TASK DESCRIPTION =
Scan the listing below for the word "SPDX" and copy every line that has it.

EXCERPTED DATA =
// SPDX-FileCopyrightText: 2026 Bruno Meilick
// SPDX-License-Identifier: LicenseRef-Floorwalk-FreeUse-NoCopy-NoDerivatives
//
// All rights reserved.
//
// This file is part of Floorwalk and is proprietary software.
// Unauthorized copying, modification, or distribution is prohibited.

//! Text formats accepted from the operator.
//!
//! Currently this is the courier manifest: one `<surname> <order>` pair per line.

pub mod manifest;

pub use manifest::{parse_manifest, parse_manifest_line, ManifestParseError};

WRITTEN SOLUTION =
// SPDX-FileCopyrightText: 2026 Bruno Meilick
// SPDX-License-Identifier: LicenseRef-Floorwalk-FreeUse-NoCopy-NoDerivatives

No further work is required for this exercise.